The transfer process should post one or more [progress messages](#progress) and
then a final completion message as follows:
```json
{ "oid": "22ab5f63670800cc7be06dbed816012b0dc411e774754c7579467d2536a9cf3e", "path": "/path/to/file.png", "error": null}
```
* `oid`: the identifier of the LFS object
* `path`: the path to a file containing the downloaded data, which the transfer
process reliquishes control of to git-lfs. git-lfs will move the file into LFS
storage.
* `error`: Should be null if there was no error
Or, if there was a failure transferring this item:
```json
{ "oid": "22ab5f63670800cc7be06dbed816012b0dc411e774754c7579467d2536a9cf3e", "error": { "code": 2, "message": "Explain what happened to this transfer" }}
```
Errors for a single transfer request should not terminate the process. The error
should be returned in the response structure instead.
##### Progress
In order to support progress reporting while data is uploading / downloading,
the transfer process should post messages to stdout as follows before sending
the final completion message:
```json
{ "oid": "22ab5f63670800cc7be06dbed816012b0dc411e774754c7579467d2536a9cf3e", "bytesSoFar": 1234, "bytesSinceLast": 64 }
```
* `oid`: the identifier of the LFS object
* `bytesSoFar`: the total number of bytes transferred so far
* `bytesSinceLast`: the number of bytes transferred since the last progress
message
The transfer process should post these messages such that the last one sent
has `bytesSoFar` equal to the file size on success.

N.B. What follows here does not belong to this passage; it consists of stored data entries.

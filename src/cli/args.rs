//! CLI argument definitions using clap

use std::path::PathBuf;

use clap::{Args, Parser, Subcommand, ValueHint};

use crate::application::Operation;

/// Checkbox tree model: tri-state selection, expansion and flattening for tree views
#[derive(Parser, Debug)]
#[command(name = "checktree")]
#[command(author, version, about, long_about = None)]
#[command(propagate_version = true)]
pub struct Cli {
    /// Debug output, repeat for more (-d info, -dd debug, -ddd trace)
    #[arg(short, long, global = true, action = clap::ArgAction::Count)]
    pub debug: u8,

    /// Directory searched for a local .checktree.toml (default: cwd)
    #[arg(short = 'C', long, global = true, value_hint = ValueHint::DirPath)]
    pub config_dir: Option<PathBuf>,

    #[command(subcommand)]
    pub command: Option<Commands>,
}

/// Tree input file plus operations applied in order before output.
#[derive(Args, Debug, Clone)]
pub struct InputArgs {
    /// Tree input (.json or .toml)
    #[arg(value_hint = ValueHint::FilePath)]
    pub file: PathBuf,

    /// Operation: expand:ID, collapse:ID, check:ID, uncheck:ID, remove:ID,
    /// add:PARENT=JSON, expand-all, collapse-all
    #[arg(short = 'o', long = "op")]
    pub ops: Vec<Operation>,
}

#[derive(Subcommand, Debug)]
pub enum Commands {
    /// Print the visible rows with check markers
    Flat {
        #[command(flatten)]
        input: InputArgs,
    },

    /// Print the full structure, ignoring expansion
    Tree {
        #[command(flatten)]
        input: InputArgs,
    },

    /// List checked node ids
    Checked {
        #[command(flatten)]
        input: InputArgs,
    },

    /// List expanded node ids
    Expanded {
        #[command(flatten)]
        input: InputArgs,
    },

    /// Print the visible rows as JSON snapshots
    Json {
        #[command(flatten)]
        input: InputArgs,
    },

    /// Manage settings
    Config {
        #[command(subcommand)]
        command: ConfigCommands,
    },

    /// Generate shell completions
    Completion {
        /// Shell type
        #[arg(value_enum)]
        shell: clap_complete::Shell,
    },
}

#[derive(Subcommand, Debug)]
pub enum ConfigCommands {
    /// Show effective settings as TOML
    Show,
    /// Show config file locations
    Path,
    /// Print a commented template config
    Template,
}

#### Stage 3: Finish & Cleanup
When all transfers have been processed, git-lfs will send the following message
to the stdin of the transfer process:
```json
{ "complete": true }
```
On receiving this message the transfer process should clean up and terminate.
No response is expected.
## Error handling
Any unexpected fatal errors in the transfer process (not errors specific to a
transfer request) should set the exit code to non-zero and print information to
stderr. Otherwise the exit code should be 0 even if some transfers failed.